Information:
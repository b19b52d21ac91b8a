//! Sample File Generator
//! Synthesizes the two demo CSV datasets consumed by the dashboard.

use std::path::Path;

use chrono::{Duration, NaiveDate};
use rand::Rng;
use thiserror::Error;

#[derive(Error, Debug)]
pub enum GeneratorError {
    #[error("I/O error: {0}")]
    Io(#[from] std::io::Error),
    #[error("CSV write error: {0}")]
    Csv(#[from] csv::Error),
}

/// Number of vehicles written by the generator.
pub const GENERATED_VEHICLES: usize = 21;
/// Number of rentals written by the generator.
pub const GENERATED_RENTALS: usize = 250;

pub const BRANDS: [&str; 5] = ["Renault", "Dacia", "Peugeot", "Citroen", "Ford"];
pub const CATEGORIES: [&str; 4] = ["Sedan", "SUV", "Hatchback", "Truck"];
pub const FUEL_TYPES: [&str; 4] = ["Petrol", "Diesel", "Hybrid", "Electric"];
pub const COLORS: [&str; 6] = ["Red", "White", "Black", "Blue", "Silver", "Grey"];
pub const VEHICLE_STATUSES: [&str; 3] = ["Available", "Rented", "Under Maintenance"];
pub const RENTAL_STATUSES: [&str; 3] = ["Completed", "Cancelled", "Ongoing"];
pub const PAYMENT_METHODS: [&str; 4] = ["Cash", "Credit Card", "Debit Card", "Online Payment"];

const CLIENT_NAMES: [&str; 10] = [
    "Aya", "Salma", "Koki", "Chadi", "Imad", "Sana", "Amine", "Laila", "Youssef", "Fatima",
];

/// Model line-up per brand.
pub fn models_for(brand: &str) -> &'static [&'static str] {
    match brand {
        "Renault" => &["Clio", "Megane", "Captur"],
        "Dacia" => &["Logan", "Sandero", "Duster"],
        "Peugeot" => &["208", "308", "3008"],
        "Citroen" => &["C3", "C4", "C5"],
        _ => &["Focus", "Fiesta", "Kuga"],
    }
}

/// One generated fleet vehicle.
#[derive(Debug, Clone)]
pub struct VehicleRow {
    pub vehicle_id: String,
    pub brand: String,
    pub model: String,
    pub year: i32,
    pub category: String,
    pub fuel_type: String,
    pub color: String,
    pub daily_rate: f64,
    pub status: String,
    pub mileage: f64,
    pub last_maintenance: NaiveDate,
    pub condition_score: f64,
}

/// One generated rental transaction.
#[derive(Debug, Clone)]
pub struct RentalRow {
    pub rental_id: String,
    pub vehicle_id: String,
    pub client_name: String,
    pub start_date: NaiveDate,
    pub end_date: NaiveDate,
    pub rental_days: i64,
    pub total_price: f64,
    pub status: String,
    pub payment_method: Option<String>,
    pub return_delay_days: Option<i64>,
    pub customer_rating: Option<f64>,
}

/// Rental start dates span this fixed one-year window.
pub fn rental_window() -> (NaiveDate, NaiveDate) {
    let from = NaiveDate::from_ymd_opt(2023, 1, 1).expect("valid calendar date");
    let to = NaiveDate::from_ymd_opt(2023, 12, 31).expect("valid calendar date");
    (from, to)
}

fn round2(value: f64) -> f64 {
    (value * 100.0).round() / 100.0
}

/// Generate the fleet.
pub fn generate_vehicles(rng: &mut impl Rng) -> Vec<VehicleRow> {
    let (window_start, _) = rental_window();
    (1..=GENERATED_VEHICLES)
        .map(|i| {
            let brand = BRANDS[rng.gen_range(0..BRANDS.len())];
            let models = models_for(brand);
            VehicleRow {
                vehicle_id: format!("VEH{:03}", i),
                brand: brand.to_string(),
                model: models[rng.gen_range(0..models.len())].to_string(),
                year: rng.gen_range(2015..=2023),
                category: CATEGORIES[rng.gen_range(0..CATEGORIES.len())].to_string(),
                fuel_type: FUEL_TYPES[rng.gen_range(0..FUEL_TYPES.len())].to_string(),
                color: COLORS[rng.gen_range(0..COLORS.len())].to_string(),
                daily_rate: round2(rng.gen_range(150.0..500.0)),
                status: VEHICLE_STATUSES[rng.gen_range(0..VEHICLE_STATUSES.len())].to_string(),
                mileage: rng.gen_range(5_000.0_f64..120_000.0).round(),
                last_maintenance: window_start - Duration::days(rng.gen_range(0..180)),
                condition_score: (rng.gen_range(1.0_f64..5.0) * 10.0).round() / 10.0,
            }
        })
        .collect()
}

/// Generate the rental history. Total price is daily rate times duration;
/// rating, delay and payment method are recorded for completed rentals only.
pub fn generate_rentals(rng: &mut impl Rng, vehicles: &[VehicleRow]) -> Vec<RentalRow> {
    let (window_start, window_end) = rental_window();
    let window_days = (window_end - window_start).num_days();

    (1..=GENERATED_RENTALS)
        .map(|i| {
            let vehicle = &vehicles[rng.gen_range(0..vehicles.len())];
            let start_date = window_start + Duration::days(rng.gen_range(0..=window_days));
            let rental_days = rng.gen_range(1..=14) as i64;
            let status = RENTAL_STATUSES[rng.gen_range(0..RENTAL_STATUSES.len())];
            let completed = status == "Completed";

            RentalRow {
                rental_id: format!("RENT{:04}", i),
                vehicle_id: vehicle.vehicle_id.clone(),
                client_name: CLIENT_NAMES[rng.gen_range(0..CLIENT_NAMES.len())].to_string(),
                start_date,
                end_date: start_date + Duration::days(rental_days),
                rental_days,
                total_price: round2(vehicle.daily_rate * rental_days as f64),
                status: status.to_string(),
                payment_method: completed
                    .then(|| PAYMENT_METHODS[rng.gen_range(0..PAYMENT_METHODS.len())].to_string()),
                return_delay_days: completed.then(|| rng.gen_range(0..=10)),
                customer_rating: completed
                    .then(|| (rng.gen_range(1.0_f64..5.0) * 10.0).round() / 10.0),
            }
        })
        .collect()
}

/// Write the fleet to a headered CSV file.
pub fn write_vehicles_csv(path: &Path, vehicles: &[VehicleRow]) -> Result<(), GeneratorError> {
    let mut writer = csv::Writer::from_path(path)?;
    writer.write_record([
        "vehicle_id",
        "brand",
        "model",
        "year",
        "category",
        "fuel_type",
        "color",
        "daily_rate",
        "status",
        "mileage",
        "last_maintenance",
        "condition_score",
    ])?;
    for v in vehicles {
        writer.write_record([
            v.vehicle_id.clone(),
            v.brand.clone(),
            v.model.clone(),
            v.year.to_string(),
            v.category.clone(),
            v.fuel_type.clone(),
            v.color.clone(),
            format!("{:.2}", v.daily_rate),
            v.status.clone(),
            format!("{}", v.mileage),
            v.last_maintenance.format("%Y-%m-%d").to_string(),
            format!("{:.1}", v.condition_score),
        ])?;
    }
    writer.flush()?;
    Ok(())
}

/// Write the rental history to a headered CSV file. Optional fields are
/// written as empty cells so they load back as nulls.
pub fn write_rentals_csv(path: &Path, rentals: &[RentalRow]) -> Result<(), GeneratorError> {
    let mut writer = csv::Writer::from_path(path)?;
    writer.write_record([
        "rental_id",
        "vehicle_id",
        "client_name",
        "start_date",
        "end_date",
        "rental_days",
        "total_price",
        "status",
        "payment_method",
        "return_delay_days",
        "customer_rating",
    ])?;
    for r in rentals {
        writer.write_record([
            r.rental_id.clone(),
            r.vehicle_id.clone(),
            r.client_name.clone(),
            r.start_date.format("%Y-%m-%d").to_string(),
            r.end_date.format("%Y-%m-%d").to_string(),
            r.rental_days.to_string(),
            format!("{:.2}", r.total_price),
            r.status.clone(),
            r.payment_method.clone().unwrap_or_default(),
            r.return_delay_days.map(|d| d.to_string()).unwrap_or_default(),
            r.customer_rating.map(|c| format!("{:.1}", c)).unwrap_or_default(),
        ])?;
    }
    writer.flush()?;
    Ok(())
}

Exercise aim:
Check each line of the entries for "Result" and copy those that have it.

Final answer:
pub fn write_vehicles_csv(path: &Path, vehicles: &[VehicleRow]) -> Result<(), GeneratorError> {
pub fn write_rentals_csv(path: &Path, rentals: &[RentalRow]) -> Result<(), GeneratorError> {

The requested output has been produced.